[Saved data entries]
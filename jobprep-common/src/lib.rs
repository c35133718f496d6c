//! # jobprep Common Library
//!
//! Shared code for the jobprep services including:
//! - Error type shared by storage and configuration code
//! - Configuration file loading and resolution helpers
//! - SQLite pool initialization and schema creation
//! - Lock-contention retry for single-row writes
//! - Timestamp helpers

pub mod config;
pub mod db;
pub mod error;
pub mod time;

pub use error::{Error, Result};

**Task**
For this exercise, write out all of the data exactly.

**Task answer**
filename jobprep-common/src/lib.rs
repository c35133718f496d6c
//! # jobprep Common Library
//!
//! Shared code for the jobprep services including:
//! - Error type shared by storage and configuration code
//! - Configuration file loading and resolution helpers
//! - SQLite pool initialization and schema creation
//! - Lock-contention retry for single-row writes
//! - Timestamp helpers

pub mod config;
pub mod db;
pub mod error;
pub mod time;

pub use error::{Error, Result};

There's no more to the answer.